Son acusaciones desmesuradas a juicio de Palinuro, si bien es cierto que la izquierda suele tener cierto
síndrome de Estocolmo con la derecha y, muy afanosa de que no se la juzgue excesivamente radical, acaba haciendo concesiones a los usos simbólicos de sus adversarios. Quizá no sea este el caso por cuanto parece que la exposición quiere señalar la impunidad de los crímenes hasta la fecha. El primer teniente de alcaldesa, Gerardo Pisarello, ha publicado
una explicación en Twitter en la que insiste en el valor pedagógico de la exposicion, para ilustrar del mal de la impunidad y la estatua del
condottiero, con su caballo decapitado no tiene funcionalidad simbólica alguna sino puramente instrumental pues, razona Pisarello, está "descontextualizada".
Un punto de vista muy digno de tenerse en cuenta, pero nada convincente.
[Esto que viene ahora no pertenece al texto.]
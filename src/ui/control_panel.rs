//! # Control Panel - Pressure Gauges and Actuators
//!
//! Left side panel with:
//! - Four vertical pressure gauges (0..=500 PSI)
//! - Gamepad link indicator (read-only)
//! - Roller button cycling STATIC → IN → OUT
//! - Air compressor toggle
//!
//! Actuator buttons are disabled while main power is off. Button labels show
//! the stored roller direction and compressor setting; only their colours
//! follow the power-gated view, so an unpowered roller keeps its label but
//! is drawn inactive.

use eframe::egui;
use egui::{Color32, RichText};

use crate::telemetry::types::PRESSURE_MAX;
use crate::telemetry::{Intent, Roller};
use crate::ui::{AppState, CYAN, INACTIVE, PANEL_BG, RED, pulse_alpha, status_color};

const GAUGE_WIDTH: f32 = 40.0;
const GAUGE_HEIGHT: f32 = 130.0;

/// Render the left side panel with pressure gauges and actuator buttons.
///
/// # Parameters
///
/// * `ctx` - egui context
/// * `state` - Application state; button clicks are dispatched through it
pub fn render(ctx: &egui::Context, state: &mut AppState) {
    egui::SidePanel::left("controls").exact_width(280.0).show(ctx, |ui| {
        ui.heading("Pressure");
        ui.separator();
        ui.horizontal(|ui| {
            for (index, value) in state.state.pressures.iter().enumerate() {
                draw_gauge(ui, index, *value);
            }
        });

        ui.add_space(12.0);
        ui.heading("Actuators");
        ui.separator();

        let snapshot = state.state;
        indicator(ui, "🎮 PS4 CONTROLLER", snapshot.controller_active(), CYAN, snapshot.pulse);

        ui.add_space(6.0);
        let roller = snapshot.active_roller();
        let roller_color = match roller {
            Roller::Off => INACTIVE,
            Roller::In => CYAN,
            Roller::Out => RED,
        };
        let roller_button = egui::Button::new(RichText::new(format!("⟳ {}", snapshot.roller.label())).monospace().color(roller_color))
            .min_size(egui::vec2(ui.available_width(), 36.0));
        if ui.add_enabled(snapshot.power, roller_button).clicked() {
            state.dispatch(Intent::CycleRoller);
        }

        ui.add_space(6.0);
        let compressor_button = egui::Button::new(
            RichText::new(format!("💨 AIR COMPRESSOR {}", if snapshot.compressor { "ON" } else { "OFF" }))
                .monospace()
                .color(status_color(snapshot.compressor_active())),
        )
        .min_size(egui::vec2(ui.available_width(), 36.0));
        if ui.add_enabled(snapshot.power, compressor_button).clicked() {
            state.dispatch(Intent::ToggleCompressor);
        }
    });
}

/// One vertical gauge filled proportionally to `value / PRESSURE_MAX`.
fn draw_gauge(ui: &mut egui::Ui, index: usize, value: f64) {
    ui.vertical(|ui| {
        ui.label(RichText::new(format!("BAR {}", index + 1)).monospace().small().color(CYAN));
        let (rect, _) = ui.allocate_exact_size(egui::vec2(GAUGE_WIDTH, GAUGE_HEIGHT), egui::Sense::hover());
        let painter = ui.painter_at(rect);
        painter.rect_filled(rect, 4.0, PANEL_BG);

        let fraction = (value / PRESSURE_MAX).clamp(0.0, 1.0) as f32;
        let fill = egui::Rect::from_min_max(egui::pos2(rect.left(), rect.bottom() - rect.height() * fraction), rect.max);
        painter.rect_filled(fill, 4.0, CYAN.gamma_multiply(0.8));
        painter.text(
            egui::pos2(rect.center().x, rect.bottom() - 10.0),
            egui::Align2::CENTER_CENTER,
            format!("{}", value.round() as i64),
            egui::FontId::monospace(12.0),
            Color32::WHITE,
        );
        ui.label(RichText::new("PSI").monospace().small().color(INACTIVE));
    });
}

/// Read-only status row with a blinking dot when active.
fn indicator(ui: &mut egui::Ui, label: &str, active: bool, color: Color32, pulse: u8) {
    ui.horizontal(|ui| {
        let text_color = if active { color } else { INACTIVE };
        ui.label(RichText::new(label).monospace().color(text_color));
        if active {
            let (rect, _) = ui.allocate_exact_size(egui::vec2(10.0, 10.0), egui::Sense::hover());
            ui.painter().circle_filled(rect.center(), 4.0, color.gamma_multiply(pulse_alpha(pulse)));
        }
    });
}
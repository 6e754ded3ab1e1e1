// UI module for the Lumo dashboard
//
// This module organizes the UI into separate components:
// - `top_panel`: Title bar and master power switch
// - `control_panel`: Pressure gauges and actuator status/controls (left)
// - `movement_panel`: Robot position view and direction pad (center)
// - `sensor_panel`: Environment sensor readouts (right)
// - `app_state`: Application state and the main update loop

pub mod app_state;
pub mod control_panel;
pub mod movement_panel;
pub mod sensor_panel;
pub mod top_panel;

use egui::Color32;

use crate::telemetry::types::PULSE_PERIOD;

pub use app_state::AppState;

/// Accent colour for active/nominal elements.
pub const CYAN: Color32 = Color32::from_rgb(34, 211, 238);
/// Accent colour for alerts, reverse roller and the powered master switch.
pub const RED: Color32 = Color32::from_rgb(248, 113, 113);
/// Colour of anything unpowered or inactive.
pub const INACTIVE: Color32 = Color32::from_rgb(107, 114, 128);
pub const PANEL_BG: Color32 = Color32::from_rgb(10, 12, 16);

/// Indicator colour for an on/off element.
pub fn status_color(active: bool) -> Color32 {
    if active { CYAN } else { INACTIVE }
}

/// Opacity of blinking indicator dots for a given pulse counter value.
///
/// Triangle wave over one pulse period, never fully transparent.
pub fn pulse_alpha(pulse: u8) -> f32 {
    let phase = (pulse % PULSE_PERIOD) as f32 / PULSE_PERIOD as f32;
    0.35 + 0.65 * (1.0 - (2.0 * phase - 1.0).abs())
}
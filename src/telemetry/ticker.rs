//! Simulated telemetry random walk.
//!
//! One call to `tick` is one ticker period: the pulse counter always
//! advances, while pressures and sensors only drift when power is on. Each
//! reading moves by `(u - 0.5) * spread` with `u` uniform in [0, 1), then is
//! clamped to its range. Readings are independent of each other and of
//! previous ticks.

use rand::Rng;

use super::types::{PRESSURE_MAX, PRESSURE_MIN, PULSE_PERIOD, SENSOR_MAX, SENSOR_MIN, Sensors, SystemState};
use crate::config::PerturbationSpreads;

/// Apply one bounded random step to `value`.
pub fn perturb<R: Rng>(rng: &mut R, value: f64, spread: f64, min: f64, max: f64) -> f64 {
    let step = (rng.gen_range(0.0..1.0) - 0.5) * spread;
    (value + step).clamp(min, max)
}

/// Advance the simulation by one period.
pub fn tick<R: Rng>(state: SystemState, spreads: &PerturbationSpreads, rng: &mut R) -> SystemState {
    let pulse = (state.pulse % PULSE_PERIOD + 1) % PULSE_PERIOD;
    if !state.power {
        return SystemState { pulse, ..state };
    }

    let pressures = state.pressures.map(|p| perturb(rng, p, spreads.pressure, PRESSURE_MIN, PRESSURE_MAX));
    let sensors = Sensors {
        turgidity: perturb(rng, state.sensors.turgidity, spreads.turgidity, SENSOR_MIN, SENSOR_MAX),
        humidity: perturb(rng, state.sensors.humidity, spreads.humidity, SENSOR_MIN, SENSOR_MAX),
        gas: perturb(rng, state.sensors.gas, spreads.gas, SENSOR_MIN, SENSOR_MAX),
    };

    SystemState {
        pulse,
        pressures,
        sensors,
        ..state
    }
}

#[cfg(test)]
mod tests {
    use super::*;
    use proptest::prelude::*;
    use rand::SeedableRng;
    use rand::rngs::StdRng;

    fn powered() -> SystemState {
        SystemState {
            power: true,
            ..SystemState::default()
        }
    }

    #[test]
    fn unpowered_tick_freezes_readings() {
        let mut rng = StdRng::seed_from_u64(7);
        let state = SystemState::default();
        let next = tick(state, &PerturbationSpreads::default(), &mut rng);

        assert_eq!(next.pulse, 1);
        // Bit-identical, not merely approximately equal.
        for (a, b) in state.pressures.iter().zip(next.pressures.iter()) {
            assert_eq!(a.to_bits(), b.to_bits());
        }
        assert_eq!(state.sensors.turgidity.to_bits(), next.sensors.turgidity.to_bits());
        assert_eq!(state.sensors.humidity.to_bits(), next.sensors.humidity.to_bits());
        assert_eq!(state.sensors.gas.to_bits(), next.sensors.gas.to_bits());
    }

    #[test]
    fn pulse_wraps_at_period() {
        let mut rng = StdRng::seed_from_u64(1);
        let state = SystemState { pulse: 99, ..SystemState::default() };
        assert_eq!(tick(state, &PerturbationSpreads::default(), &mut rng).pulse, 0);
    }

    #[test]
    fn out_of_range_pulse_wraps_without_overflow() {
        let mut rng = StdRng::seed_from_u64(9);
        let state = SystemState { pulse: u8::MAX, ..SystemState::default() };
        let next = tick(state, &PerturbationSpreads::default(), &mut rng);
        assert_eq!(next.pulse, 56);
        assert!(next.pulse < PULSE_PERIOD);
    }

    #[test]
    fn powered_tick_moves_within_half_spread() {
        let mut rng = StdRng::seed_from_u64(42);
        let spreads = PerturbationSpreads::default();
        let state = powered();
        let next = tick(state, &spreads, &mut rng);

        for (before, after) in state.pressures.iter().zip(next.pressures.iter()) {
            assert!((after - before).abs() <= spreads.pressure / 2.0);
        }
        assert!((next.sensors.turgidity - state.sensors.turgidity).abs() <= spreads.turgidity / 2.0);
        assert!((next.sensors.humidity - state.sensors.humidity).abs() <= spreads.humidity / 2.0);
        assert!((next.sensors.gas - state.sensors.gas).abs() <= spreads.gas / 2.0);
    }

    #[test]
    fn tick_leaves_actuators_alone() {
        let mut rng = StdRng::seed_from_u64(3);
        let state = powered();
        let next = tick(state, &PerturbationSpreads::default(), &mut rng);
        assert_eq!(next.position, state.position);
        assert_eq!(next.roller, state.roller);
        assert_eq!(next.compressor, state.compressor);
        assert_eq!(next.power, state.power);
    }

    #[test]
    fn pressure_near_ceiling_never_exceeds_max() {
        let mut rng = StdRng::seed_from_u64(2024);
        let mut state = powered();
        state.pressures[0] = 495.0;
        let spreads = PerturbationSpreads { pressure: 10.0, ..PerturbationSpreads::default() };

        for _ in 0..1000 {
            state = tick(state, &spreads, &mut rng);
            assert!(state.pressures[0] <= PRESSURE_MAX, "pressure escaped: {}", state.pressures[0]);
        }
    }

    #[test]
    fn perturb_saturates_at_bounds() {
        let mut rng = StdRng::seed_from_u64(5);
        for _ in 0..100 {
            let v = perturb(&mut rng, 0.0, 1000.0, 0.0, 100.0);
            assert!((0.0..=100.0).contains(&v));
        }
    }

    proptest! {
        #[test]
        fn readings_stay_clamped(seed in any::<u64>(), ticks in 1usize..500, start in 0.0f64..=500.0) {
            let mut rng = StdRng::seed_from_u64(seed);
            // Wide spreads push values into the bounds quickly.
            let spreads = PerturbationSpreads { pressure: 200.0, turgidity: 50.0, humidity: 50.0, gas: 50.0 };
            let mut state = SystemState { pressures: [start; 4], ..powered() };
            for _ in 0..ticks {
                state = tick(state, &spreads, &mut rng);
                for p in state.pressures {
                    prop_assert!((PRESSURE_MIN..=PRESSURE_MAX).contains(&p));
                }
                for v in [state.sensors.turgidity, state.sensors.humidity, state.sensors.gas] {
                    prop_assert!((SENSOR_MIN..=SENSOR_MAX).contains(&v));
                }
            }
        }

        #[test]
        fn unpowered_ticks_only_advance_pulse(seed in any::<u64>(), ticks in 1usize..300) {
            let mut rng = StdRng::seed_from_u64(seed);
            let start = SystemState::default();
            let mut state = start;
            for _ in 0..ticks {
                state = tick(state, &PerturbationSpreads::default(), &mut rng);
            }
            prop_assert_eq!(state.pulse as usize, ticks % PULSE_PERIOD as usize);
            prop_assert_eq!(SystemState { pulse: 0, ..state }, start);
        }
    }
}
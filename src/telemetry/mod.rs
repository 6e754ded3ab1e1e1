//! Telemetry & control state machine.
//!
//! Everything that owns or changes dashboard state lives here; the UI only
//! reads snapshots and sends intents.
//!
//! ## Module Organization
//!
//! - `types`: `SystemState`, intents, clamp ranges and channel aliases
//! - `store`: the single owner of `SystemState`
//! - `intents`: pure, power-gated intent handlers
//! - `ticker`: the bounded random walk run once per tick
//! - `dashboard_task`: async loop tying ticker, intents and shutdown together
//!
//! ## Public API
//!
//! `dashboard_task` is spawned on the Embassy executor. It publishes snapshots
//! on a `StateUpdateChannel` and consumes `Intent`s from an `IntentChannel`.

pub mod dashboard_task;
pub mod intents;
pub mod store;
pub mod ticker;
pub mod types;

pub use dashboard_task::{ShutdownGuard, dashboard_task};
pub use types::{Direction, Intent, Roller, SensorKind, SystemState};
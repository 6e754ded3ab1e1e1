//! # Movement Panel
//!
//! Central panel showing the robot on its movement grid and the direction
//! pad that dispatches `Intent::Move`.
//!
//! ## Coordinate Mapping
//!
//! The grid spans `-POSITION_LIMIT..=POSITION_LIMIT` on both axes and is
//! mapped linearly onto a square area with `egui::lerp`. Screen and grid share
//! orientation: negative `y` is up.

use eframe::egui;
use egui::{Color32, RichText};

use crate::telemetry::types::{POSITION_LIMIT, Position};
use crate::telemetry::{Direction, Intent};
use crate::ui::{AppState, CYAN, INACTIVE, PANEL_BG, pulse_alpha, status_color};

/// Grid line spacing in world units; one line per default move step.
const GRID_SPACING: i32 = 15;
const PAD_BUTTON_SIZE: egui::Vec2 = egui::vec2(56.0, 40.0);

/// Render the movement grid and the direction pad in the central panel.
///
/// # Parameters
///
/// * `ctx` - egui context
/// * `state` - Application state; pad clicks dispatch `Intent::Move`
pub fn render(ctx: &egui::Context, state: &mut AppState) {
    egui::CentralPanel::default().show(ctx, |ui| {
        ui.heading("LUMO Movement");
        ui.separator();

        let side = ui.available_width().min(ui.available_height() - 160.0).max(120.0);
        let (rect, _) = ui.allocate_exact_size(egui::vec2(side, side), egui::Sense::hover());
        draw_field(ui, rect, state);

        ui.label(
            RichText::new(format!("X: {} Y: {}", state.state.position.x, state.state.position.y))
                .monospace()
                .color(status_color(state.state.power)),
        );
        ui.add_space(8.0);
        direction_pad(ui, state);
    });
}

/// Map a grid position to a screen point inside `rect`.
pub fn position_to_screen(rect: egui::Rect, position: Position) -> egui::Pos2 {
    let span = (2 * POSITION_LIMIT) as f32;
    let tx = (position.x + POSITION_LIMIT) as f32 / span;
    let ty = (position.y + POSITION_LIMIT) as f32 / span;
    egui::pos2(egui::lerp(rect.left()..=rect.right(), tx), egui::lerp(rect.top()..=rect.bottom(), ty))
}

fn draw_field(ui: &egui::Ui, rect: egui::Rect, state: &AppState) {
    let painter = ui.painter_at(rect);
    painter.rect_filled(rect, 4.0, PANEL_BG);

    let grid_color = Color32::from_rgba_unmultiplied(0, 200, 255, 25);
    let mut offset = -POSITION_LIMIT;
    while offset <= POSITION_LIMIT {
        let top = position_to_screen(rect, Position { x: offset, y: -POSITION_LIMIT });
        let bottom = position_to_screen(rect, Position { x: offset, y: POSITION_LIMIT });
        painter.line_segment([top, bottom], (1.0, grid_color));
        let left = position_to_screen(rect, Position { x: -POSITION_LIMIT, y: offset });
        let right = position_to_screen(rect, Position { x: POSITION_LIMIT, y: offset });
        painter.line_segment([left, right], (1.0, grid_color));
        offset += GRID_SPACING;
    }

    // Crosshair at the origin
    let origin = position_to_screen(rect, Position::default());
    let crosshair = CYAN.gamma_multiply(0.3);
    painter.line_segment([egui::pos2(rect.left(), origin.y), egui::pos2(rect.right(), origin.y)], (1.0, crosshair));
    painter.line_segment([egui::pos2(origin.x, rect.top()), egui::pos2(origin.x, rect.bottom())], (1.0, crosshair));

    let snapshot = state.state;
    let robot = position_to_screen(rect, snapshot.position);
    let radius = rect.width() / 16.0;
    if snapshot.power {
        painter.circle_filled(robot, radius * 1.6, CYAN.gamma_multiply(0.25 * pulse_alpha(snapshot.pulse)));
        painter.circle_filled(robot, radius, CYAN);
    } else {
        painter.circle_filled(robot, radius, INACTIVE);
    }
    painter.text(robot, egui::Align2::CENTER_CENTER, "LUMO", egui::FontId::monospace(radius * 0.6), Color32::BLACK);
}

fn direction_pad(ui: &mut egui::Ui, state: &AppState) {
    let enabled = state.state.power;
    let pad_button = |ui: &mut egui::Ui, direction: Direction| {
        let glyph = match direction {
            Direction::Up => "▲",
            Direction::Down => "▼",
            Direction::Left => "◀",
            Direction::Right => "▶",
        };
        let button = egui::Button::new(RichText::new(glyph).size(18.0)).min_size(PAD_BUTTON_SIZE);
        if ui.add_enabled(enabled, button).clicked() {
            state.dispatch(Intent::Move(direction));
        }
    };

    egui::Grid::new("direction_pad").spacing(egui::vec2(4.0, 4.0)).show(ui, |ui| {
        ui.label("");
        pad_button(ui, Direction::Up);
        ui.label("");
        ui.end_row();

        pad_button(ui, Direction::Left);
        ui.label("");
        pad_button(ui, Direction::Right);
        ui.end_row();

        ui.label("");
        pad_button(ui, Direction::Down);
        ui.label("");
        ui.end_row();
    });
}
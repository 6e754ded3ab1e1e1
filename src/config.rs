//! Tunable dashboard constants and their optional TOML override.
//!
//! Defaults are the built-in values; a `dashboard.toml` in the working
//! directory may override any subset of them.

use anyhow::{Context, bail};
use serde::Deserialize;
use std::path::Path;

/// File looked up in the working directory at startup.
pub const CONFIG_FILE_NAME: &str = "dashboard.toml";

pub const DEFAULT_TICK_INTERVAL_MS: u64 = 100;
pub const DEFAULT_MOVE_STEP: i32 = 15;

/// Full width of the uniform random step applied per tick; the reading moves
/// by at most half of this in either direction.
#[derive(Debug, Clone, Copy, PartialEq, Deserialize)]
#[serde(default, deny_unknown_fields)]
pub struct PerturbationSpreads {
    pub pressure: f64,
    pub turgidity: f64,
    pub humidity: f64,
    pub gas: f64,
}

impl Default for PerturbationSpreads {
    fn default() -> Self {
        Self {
            pressure: 10.0,
            turgidity: 5.0,
            humidity: 3.0,
            gas: 2.0,
        }
    }
}

#[derive(Debug, Clone, PartialEq, Deserialize)]
#[serde(default, rename_all = "kebab-case", deny_unknown_fields)]
pub struct DashboardConfig {
    /// Period of the simulation ticker.
    pub tick_interval_ms: u64,
    /// Distance moved per movement intent.
    pub move_step: i32,
    pub spreads: PerturbationSpreads,
}

impl Default for DashboardConfig {
    fn default() -> Self {
        Self {
            tick_interval_ms: DEFAULT_TICK_INTERVAL_MS,
            move_step: DEFAULT_MOVE_STEP,
            spreads: PerturbationSpreads::default(),
        }
    }
}

impl DashboardConfig {
    /// Load configuration from a TOML file.
    ///
    /// # Arguments
    /// * `config_path` - Path to the `dashboard.toml` file
    ///
    /// # Returns
    /// * `Ok(DashboardConfig)` if the file was read, parsed and validated
    /// * `Err` with the file path in its context otherwise
    pub fn load(config_path: &Path) -> anyhow::Result<Self> {
        let content = std::fs::read_to_string(config_path).with_context(|| format!("Failed to read config file: {}", config_path.display()))?;
        Self::parse(&content).with_context(|| format!("Invalid config file: {}", config_path.display()))
    }

    /// Parse and validate configuration text.
    pub fn parse(content: &str) -> anyhow::Result<Self> {
        let config: Self = toml::from_str(content).context("Failed to parse TOML")?;
        config.validate()?;
        Ok(config)
    }

    /// Load `path` if it exists, otherwise return the defaults.
    ///
    /// A file that exists but cannot be used is an error; the caller decides
    /// whether to fall back.
    pub fn load_or_default(path: &Path) -> anyhow::Result<Self> {
        if path.exists() { Self::load(path) } else { Ok(Self::default()) }
    }

    /// Reject values the dashboard cannot run with: a zero tick interval, a
    /// non-positive move step, or a negative or non-finite spread.
    pub fn validate(&self) -> anyhow::Result<()> {
        if self.tick_interval_ms == 0 {
            bail!("tick-interval-ms must be greater than zero");
        }
        if self.move_step <= 0 {
            bail!("move-step must be greater than zero, got {}", self.move_step);
        }
        let spreads = [
            ("pressure", self.spreads.pressure),
            ("turgidity", self.spreads.turgidity),
            ("humidity", self.spreads.humidity),
            ("gas", self.spreads.gas),
        ];
        for (name, spread) in spreads {
            if !spread.is_finite() || spread < 0.0 {
                bail!("spreads.{name} must be a finite non-negative number, got {spread}");
            }
        }
        Ok(())
    }

    pub fn tick_interval(&self) -> embassy_time::Duration {
        embassy_time::Duration::from_millis(self.tick_interval_ms)
    }
}
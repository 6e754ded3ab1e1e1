//! Single owner of the dashboard `SystemState`.

use super::types::SystemState;

/// Holds the one mutable `SystemState` of a dashboard instance.
///
/// All reads hand out copies and all writes go through `apply`, so the state
/// only ever changes by whole, pure transitions.
#[derive(Debug, Default)]
pub struct StateStore {
    state: SystemState,
}

impl StateStore {
    pub fn new(state: SystemState) -> Self {
        Self { state }
    }

    /// Snapshot of the current state.
    pub fn get(&self) -> SystemState {
        self.state
    }

    /// Replace the state with `mutation(current)` and return the new snapshot.
    pub fn apply<F>(&mut self, mutation: F) -> SystemState
    where
        F: FnOnce(SystemState) -> SystemState,
    {
        self.state = mutation(self.state);
        self.state
    }
}
use eframe::egui;
use embassy_executor::{Executor, Spawner};
use env_logger::Builder;
use log::{LevelFilter, error, info, warn};
use std::path::Path;
use std::thread;

use crate::config::{CONFIG_FILE_NAME, DashboardConfig};
use crate::telemetry::types::{IntentChannel, IntentReceiver, ShutdownSignal, StateUpdateChannel, StateUpdateSender};
use crate::telemetry::{ShutdownGuard, dashboard_task};
use crate::ui::AppState;

mod config;
mod telemetry;
mod ui;

fn embassy_init(spawner: Spawner, config: DashboardConfig, updates: StateUpdateSender, intents: IntentReceiver, shutdown: &'static ShutdownSignal) {
    info!("Spawning dashboard task");
    if let Err(err) = spawner.spawn(dashboard_task(config, updates, intents, shutdown)) {
        error!("Failed to spawn dashboard task: {err:?}");
    }
}

fn main() {
    // Logging setup
    Builder::new()
        .filter_level(LevelFilter::Info)
        .filter(Some("lumo_dashboard"), LevelFilter::Debug)
        .init();

    info!("Starting up");

    let config = match DashboardConfig::load_or_default(Path::new(CONFIG_FILE_NAME)) {
        Ok(config) => config,
        Err(err) => {
            warn!("{err:#}; using built-in defaults");
            DashboardConfig::default()
        }
    };

    let state_update_channel: &'static StateUpdateChannel = Box::leak(Box::new(StateUpdateChannel::new()));
    let intent_channel: &'static IntentChannel = Box::leak(Box::new(IntentChannel::new()));
    let shutdown: &'static ShutdownSignal = Box::leak(Box::new(ShutdownSignal::new()));

    let updates_tx = state_update_channel.sender();
    let updates_rx = state_update_channel.receiver();
    let intents_tx = intent_channel.sender();
    let intents_rx = intent_channel.receiver();

    // Spawn Embassy executor on a dedicated background thread
    let spawn_result = thread::Builder::new().name("embassy-executor".to_string()).spawn(move || {
        // Leak the executor to satisfy the 'static lifetime required by run()
        let executor: &'static mut Executor = Box::leak(Box::new(Executor::new()));
        executor.run(|spawner| embassy_init(spawner, config, updates_tx, intents_rx, shutdown));
    });
    if let Err(err) = spawn_result {
        error!("Failed to spawn embassy executor thread: {err}");
        return;
    }

    // Start the GUI on the main thread (required on macOS)
    let native_options = eframe::NativeOptions {
        viewport: egui::ViewportBuilder::default().with_title("Lumo Dashboard").with_inner_size([1280.0, 800.0]),
        ..Default::default()
    };
    let result = eframe::run_native(
        "Lumo Dashboard",
        native_options,
        Box::new(move |_cc| Ok(Box::new(AppState::new(updates_rx, intents_tx, ShutdownGuard::new(shutdown))))),
    );
    if let Err(err) = result {
        error!("UI terminated with error: {err}");
    }

    // The app (and its guard) is gone by now; signal again in case the UI
    // never got created.
    shutdown.signal(());
    info!("Shut down");
}
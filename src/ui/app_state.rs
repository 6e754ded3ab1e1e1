//! # Application State
//!
//! `AppState` is the presentation side of the dashboard. It implements
//! `eframe::App` and:
//!
//! - Drains state snapshots published by the dashboard task via `state_rx`
//! - Sends user intents to the dashboard task via `intent_tx`
//! - Delegates rendering to the panel modules
//! - Drives a 50 FPS repaint loop via `request_repaint_after`
//! - Holds the `ShutdownGuard` that stops the dashboard task on teardown
//!
//! The UI never mutates `SystemState` itself; what it shows is always the
//! last snapshot received.

use eframe::egui;
use embassy_sync::channel::TrySendError;
use std::time::{Duration, Instant};

use super::{control_panel, movement_panel, sensor_panel, top_panel};
use crate::telemetry::types::{IntentSender, StateUpdateReceiver};
use crate::telemetry::{Intent, ShutdownGuard, SystemState};

const REPAINT_INTERVAL: Duration = Duration::from_millis(20);

pub struct AppState {
    /// Receiver for snapshots from the dashboard task.
    pub state_rx: StateUpdateReceiver,
    /// Sender for intents to the dashboard task.
    pub intent_tx: IntentSender,
    /// Latest snapshot; starts at the defaults the task also starts from.
    pub state: SystemState,
    /// When the UI was opened, shown as session uptime.
    pub opened_at: Instant,
    /// Real time of the last snapshot, used to flag a stalled task.
    pub last_update: Option<Instant>,
    shutdown: ShutdownGuard,
}

impl AppState {
    pub fn new(state_rx: StateUpdateReceiver, intent_tx: IntentSender, shutdown: ShutdownGuard) -> Self {
        Self {
            state_rx,
            intent_tx,
            state: SystemState::default(),
            opened_at: Instant::now(),
            last_update: None,
            shutdown,
        }
    }

    /// Queue an intent for the dashboard task. Never blocks the UI thread.
    pub fn dispatch(&self, intent: Intent) {
        if let Err(TrySendError::Full(intent)) = self.intent_tx.try_send(intent) {
            log::warn!("Intent queue full, dropping {:?}", intent);
        }
    }

    /// Pull every pending snapshot and keep the newest.
    fn drain_updates(&mut self) {
        while let Ok(state) = self.state_rx.try_receive() {
            self.state = state;
            self.last_update = Some(Instant::now());
        }
    }

    /// True when no snapshot arrived for a while, i.e. the ticker is not
    /// running.
    pub fn is_stale(&self) -> bool {
        match self.last_update {
            Some(at) => at.elapsed() > Duration::from_secs(1),
            None => true,
        }
    }
}

impl eframe::App for AppState {
    fn update(&mut self, ctx: &egui::Context, _frame: &mut eframe::Frame) {
        self.drain_updates();

        if ctx.input(|i| i.viewport().close_requested()) {
            self.shutdown.shutdown();
        }

        top_panel::render(ctx, self);
        control_panel::render(ctx, self);
        sensor_panel::render(ctx, self);
        movement_panel::render(ctx, self);

        ctx.request_repaint_after(REPAINT_INTERVAL);
    }
}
La estatua no está "descontextualizada". El país, de Norte a Sur, reverbera de símbolos de la dictadura. En Tortosa, por ejemplo, el alcalde -referéndum mediante- acaba de salvar la vida a un monumento franquista que se alza en mitad del Ebro, en conmemoración de la batalla de ese río. En Melilla todavía está en pie una estatua del Comandante Franco, erigida en 1977, dos años después de su muerte.
La estatua estará "descontextualizada" en los estrechos límites de la exposición, pero no en el conjunto del país, Aquí sigue estando muy en contexto. Y muy mal, por cierto. Cosa tanto más llamativa cuanto la exposición se hace amparada en un programa más amplio que lleva el significatvo título de Pasado y Presente. O sea, como decía Palinuro más arriba, una memoria histórica que no es memoria ni es histórica, sino muy cruel e injusto presente.
Es buena la idea de que todos nos distanciemos del pasado, lo veamos con ecuanimidad, que procedamos como un país normal, capaz de compartir una común visión de nuestra historia. Es buena, pero impacticable porque España no es un país normal, en absoluto compartimos una común visión del pasado y ese enfrentamiento se traslada al presente. Las víctimas no quieren olvidar, sobre todo porque siguen esperando justicia. Y los victimarios no quieren recordar porque no están dispuestos a reconocer la injusticia cometida.
En esta situación de perpetuación del abuso no es una buena idea exponer esa estatua ecuestre, sobre todo porque, con el jaleo que se ha armado (y viene bien como publicidad) el recordatorio se convertirá en un foco de conflictos.